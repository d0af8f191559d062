use std::collections::BTreeMap;
use std::fmt;

use serde::{Deserialize, Serialize};

use crate::model::{MiniGameResult, MiniGameType, TraitName};

/// The five personality traits reported in the personality map.
pub const PERSONALITY_TRAITS: [&str; 5] = [
    "openness",
    "conscientiousness",
    "extraversion",
    "agreeableness",
    "neuroticism",
];

//
// ─── LEVELS ────────────────────────────────────────────────────────────────────
//

/// Classification of a normalized score.
#[derive(Debug, Clone, Copy, PartialEq, Eq, PartialOrd, Ord, Serialize, Deserialize)]
pub enum ScoreLevel {
    Developing,
    Intermediate,
    Advanced,
}

impl ScoreLevel {
    /// `>= 80` is advanced, `>= 60` intermediate, anything else developing.
    #[must_use]
    pub fn classify(score: f64) -> Self {
        if score >= 80.0 {
            ScoreLevel::Advanced
        } else if score >= 60.0 {
            ScoreLevel::Intermediate
        } else {
            ScoreLevel::Developing
        }
    }
}

impl fmt::Display for ScoreLevel {
    fn fmt(&self, f: &mut fmt::Formatter<'_>) -> fmt::Result {
        let label = match self {
            ScoreLevel::Developing => "Developing",
            ScoreLevel::Intermediate => "Intermediate",
            ScoreLevel::Advanced => "Advanced",
        };
        f.write_str(label)
    }
}

/// Normalized score of one category or trait.
#[derive(Debug, Clone, Copy, PartialEq, Serialize, Deserialize)]
pub struct DimensionScore {
    /// Mean contribution in `[0, 100]`.
    pub score: f64,
    pub level: ScoreLevel,
    /// Number of questions that fed this dimension (always > 0).
    pub contributing: u32,
}

impl DimensionScore {
    #[must_use]
    pub fn new(score: f64, contributing: u32) -> Self {
        Self {
            score,
            level: ScoreLevel::classify(score),
            contributing,
        }
    }
}

//
// ─── MINI-GAMES ────────────────────────────────────────────────────────────────
//

#[derive(Debug, Clone, Copy, PartialEq, Serialize, Deserialize)]
pub struct MiniGameSummary {
    pub played: u32,
    pub average_score: f64,
    pub best_game: MiniGameType,
    pub best_score: f64,
}

//
// ─── COGNITIVE PROFILE ─────────────────────────────────────────────────────────
//

#[derive(Debug, Clone, Copy, PartialEq, Eq, Serialize, Deserialize)]
#[serde(rename_all = "lowercase")]
pub enum Complexity {
    Low,
    Medium,
    High,
}

#[derive(Debug, Clone, Copy, PartialEq, Eq, Serialize, Deserialize)]
#[serde(rename_all = "lowercase")]
pub enum ThinkingPattern {
    Analytical,
    Creative,
}

#[derive(Debug, Clone, Copy, PartialEq, Eq, Serialize, Deserialize)]
#[serde(rename_all = "lowercase")]
pub enum ThinkingStyle {
    Integrated,
    Analytical,
    Creative,
    Balanced,
}

/// Composite view derived from the intelligence and creativity scores plus
/// the personality map.
#[derive(Debug, Clone, PartialEq, Serialize, Deserialize)]
pub struct CognitiveProfile {
    /// Mean of the available intelligence and creativity scores.
    pub complexity_score: f64,
    pub complexity: Complexity,
    pub primary: ThinkingPattern,
    pub secondary: ThinkingPattern,
    pub style: ThinkingStyle,
    pub strengths: Vec<String>,
    /// Personality traits scoring above 65, in alphabetical order.
    pub dominant_traits: Vec<TraitName>,
}

//
// ─── INSIGHTS ──────────────────────────────────────────────────────────────────
//

/// Strengths and suggestions read off an ability score's level.
#[derive(Debug, Clone, PartialEq, Serialize, Deserialize)]
pub struct AbilityInsight {
    pub score: f64,
    pub level: ScoreLevel,
    pub strengths: Vec<String>,
    pub suggestions: Vec<String>,
}

/// One personality trait with its high or low description.
#[derive(Debug, Clone, PartialEq, Serialize, Deserialize)]
pub struct TraitReading {
    pub score: f64,
    /// High description above 50, low description otherwise.
    pub description: String,
}

#[derive(Debug, Clone, PartialEq, Serialize, Deserialize)]
pub struct PersonalityInsight {
    pub traits: BTreeMap<TraitName, TraitReading>,
    pub overview: String,
    /// What the dominant traits suggest together; `None` without dominant traits.
    pub combination: Option<String>,
    pub suggestions: Vec<String>,
}

//
// ─── ACHIEVEMENTS ──────────────────────────────────────────────────────────────
//

#[derive(Debug, Clone, Copy, PartialEq, Eq, PartialOrd, Ord, Serialize, Deserialize)]
pub enum Rarity {
    Common,
    Rare,
    Epic,
    Legendary,
    Mythic,
}

#[derive(Debug, Clone, PartialEq, Eq, Serialize)]
pub struct Achievement {
    pub title: &'static str,
    pub description: &'static str,
    pub rarity: Rarity,
    pub unlocked: bool,
}

//
// ─── RESULTS MODEL ─────────────────────────────────────────────────────────────
//

/// Aggregated, immutable output of a completed assessment.
///
/// Dimensions without a contributing question are absent rather than zero.
#[derive(Debug, Clone, PartialEq, Serialize)]
pub struct ResultsModel {
    /// Objective buckets keyed by question category (e.g. `intelligence`).
    pub categories: BTreeMap<String, DimensionScore>,
    /// Subjective trait accumulators keyed by trait name.
    pub traits: BTreeMap<TraitName, DimensionScore>,
    pub mini_games: BTreeMap<MiniGameType, MiniGameResult>,
    pub mini_game_summary: Option<MiniGameSummary>,
    pub profile: Option<CognitiveProfile>,
    pub intelligence_insight: Option<AbilityInsight>,
    pub creativity_insight: Option<AbilityInsight>,
    pub personality_insight: Option<PersonalityInsight>,
    pub achievements: Vec<Achievement>,
    pub answered: u32,
    pub timed_out: u32,
}

impl ResultsModel {
    #[must_use]
    pub fn category(&self, name: &str) -> Option<&DimensionScore> {
        self.categories.get(name)
    }

    #[must_use]
    pub fn trait_score(&self, name: &str) -> Option<&DimensionScore> {
        self.traits.iter().find(|(t, _)| t.as_str() == name).map(|(_, s)| s)
    }

    /// Objective intelligence score.
    #[must_use]
    pub fn intelligence(&self) -> Option<&DimensionScore> {
        self.category("intelligence")
    }

    /// Creativity as a trait, falling back to an objective creativity bucket.
    #[must_use]
    pub fn creativity(&self) -> Option<&DimensionScore> {
        self.trait_score("creativity").or_else(|| self.category("creativity"))
    }

    /// Personality map restricted to the five reported traits.
    pub fn personality(&self) -> impl Iterator<Item = (&TraitName, &DimensionScore)> {
        self.traits
            .iter()
            .filter(|(name, _)| PERSONALITY_TRAITS.contains(&name.as_str()))
    }

    #[must_use]
    pub fn unlocked_achievements(&self) -> Vec<&Achievement> {
        self.achievements.iter().filter(|a| a.unlocked).collect()
    }
}
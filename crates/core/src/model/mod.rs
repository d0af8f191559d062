mod answer;
mod ids;
mod mini_game;
mod mode;
mod question;
pub mod results;
mod settings;

pub use ids::{ParseIdError, QuestionId, SessionId};

pub use answer::Answer;
pub use mini_game::{MiniGameResult, MiniGameType, ParseMiniGameTypeError};
pub use mode::{AssessmentMode, ParseModeError};
pub use question::{
    AnswerOption, Category, MAX_OPTIONS, MIN_OPTIONS, Question, QuestionDraft, QuestionError,
    TraitImpact, TraitName, TraitNameError,
};
pub use results::{
    AbilityInsight, Achievement, CognitiveProfile, Complexity, DimensionScore, MiniGameSummary,
    PersonalityInsight, Rarity, ResultsModel, ScoreLevel, ThinkingPattern, ThinkingStyle,
    TraitReading,
};
pub use settings::{AssessmentSettings, MINI_GAME_INTERVAL, SettingsError, TimeoutPolicy};
#![forbid(unsafe_code)]

pub mod bank;
pub mod error;
pub mod model;
pub mod scoring;
pub mod time;

pub use error::Error;
pub use time::Clock;
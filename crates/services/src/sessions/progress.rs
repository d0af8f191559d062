use serde::Serialize;

/// Aggregated view of session progress, useful for UI.
#[derive(Debug, Clone, PartialEq, Eq, Serialize)]
pub struct SessionProgress {
    pub total: usize,
    pub answered: usize,
    pub remaining: usize,
    /// Index of the question on screen (or `total` once completed).
    pub current_index: usize,
    pub mini_games_played: usize,
    pub is_complete: bool,
}

impl SessionProgress {
    /// Share of answered questions in `[0, 1]`.
    #[must_use]
    pub fn fraction(&self) -> f64 {
        if self.total == 0 {
            return 0.0;
        }
        self.answered as f64 / self.total as f64
    }
}
use std::fmt;
#[cfg(test)]
use std::sync::Mutex;

/// Audio cue emitted by the session. Delivery is fire-and-forget.
#[derive(Debug, Clone, Copy, PartialEq, Eq, Hash)]
pub enum SoundEvent {
    Click,
    Transition,
    Correct,
    Incorrect,
    Timeout,
    Complete,
}

impl SoundEvent {
    #[must_use]
    pub fn as_str(self) -> &'static str {
        match self {
            SoundEvent::Click => "click",
            SoundEvent::Transition => "transition",
            SoundEvent::Correct => "correct",
            SoundEvent::Incorrect => "incorrect",
            SoundEvent::Timeout => "timeout",
            SoundEvent::Complete => "complete",
        }
    }
}

impl fmt::Display for SoundEvent {
    fn fmt(&self, f: &mut fmt::Formatter<'_>) -> fmt::Result {
        f.write_str(self.as_str())
    }
}

/// Injected audio collaborator. Implementations must not block.
pub trait SoundSink: Send + Sync {
    fn play(&self, event: SoundEvent);
}

/// Discards every event.
#[derive(Debug, Clone, Copy, Default)]
pub struct NullSound;

impl SoundSink for NullSound {
    fn play(&self, _event: SoundEvent) {}
}

/// Keeps every event in order for assertions.
#[cfg(test)]
#[derive(Debug, Default)]
pub(crate) struct RecordingSound {
    events: Mutex<Vec<SoundEvent>>,
}

#[cfg(test)]
impl RecordingSound {
    pub(crate) fn new() -> Self {
        Self::default()
    }

    pub(crate) fn events(&self) -> Vec<SoundEvent> {
        self.events
            .lock()
            .map(|events| events.clone())
            .unwrap_or_default()
    }

    pub(crate) fn count(&self, event: SoundEvent) -> usize {
        self.events().into_iter().filter(|e| *e == event).count()
    }
}

#[cfg(test)]
impl SoundSink for RecordingSound {
    fn play(&self, event: SoundEvent) {
        if let Ok(mut events) = self.events.lock() {
            events.push(event);
        }
    }
}

#[cfg(test)]
mod tests {
    use super::*;

    #[test]
    fn recording_sound_keeps_order() {
        let sound = RecordingSound::new();
        sound.play(SoundEvent::Click);
        sound.play(SoundEvent::Correct);
        sound.play(SoundEvent::Click);
        assert_eq!(
            sound.events(),
            vec![SoundEvent::Click, SoundEvent::Correct, SoundEvent::Click]
        );
        assert_eq!(sound.count(SoundEvent::Click), 2);
    }

    #[test]
    fn event_names_are_lowercase() {
        assert_eq!(SoundEvent::Timeout.to_string(), "timeout");
        assert_eq!(SoundEvent::Complete.as_str(), "complete");
    }
}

════

WHAT THE EXERCISE ASKS =>
Show all lines from the entries that hold "crates".

YOUR RESPONSE =>
filename crates/core/src/model/mod.rs
filename crates/services/src/sessions/progress.rs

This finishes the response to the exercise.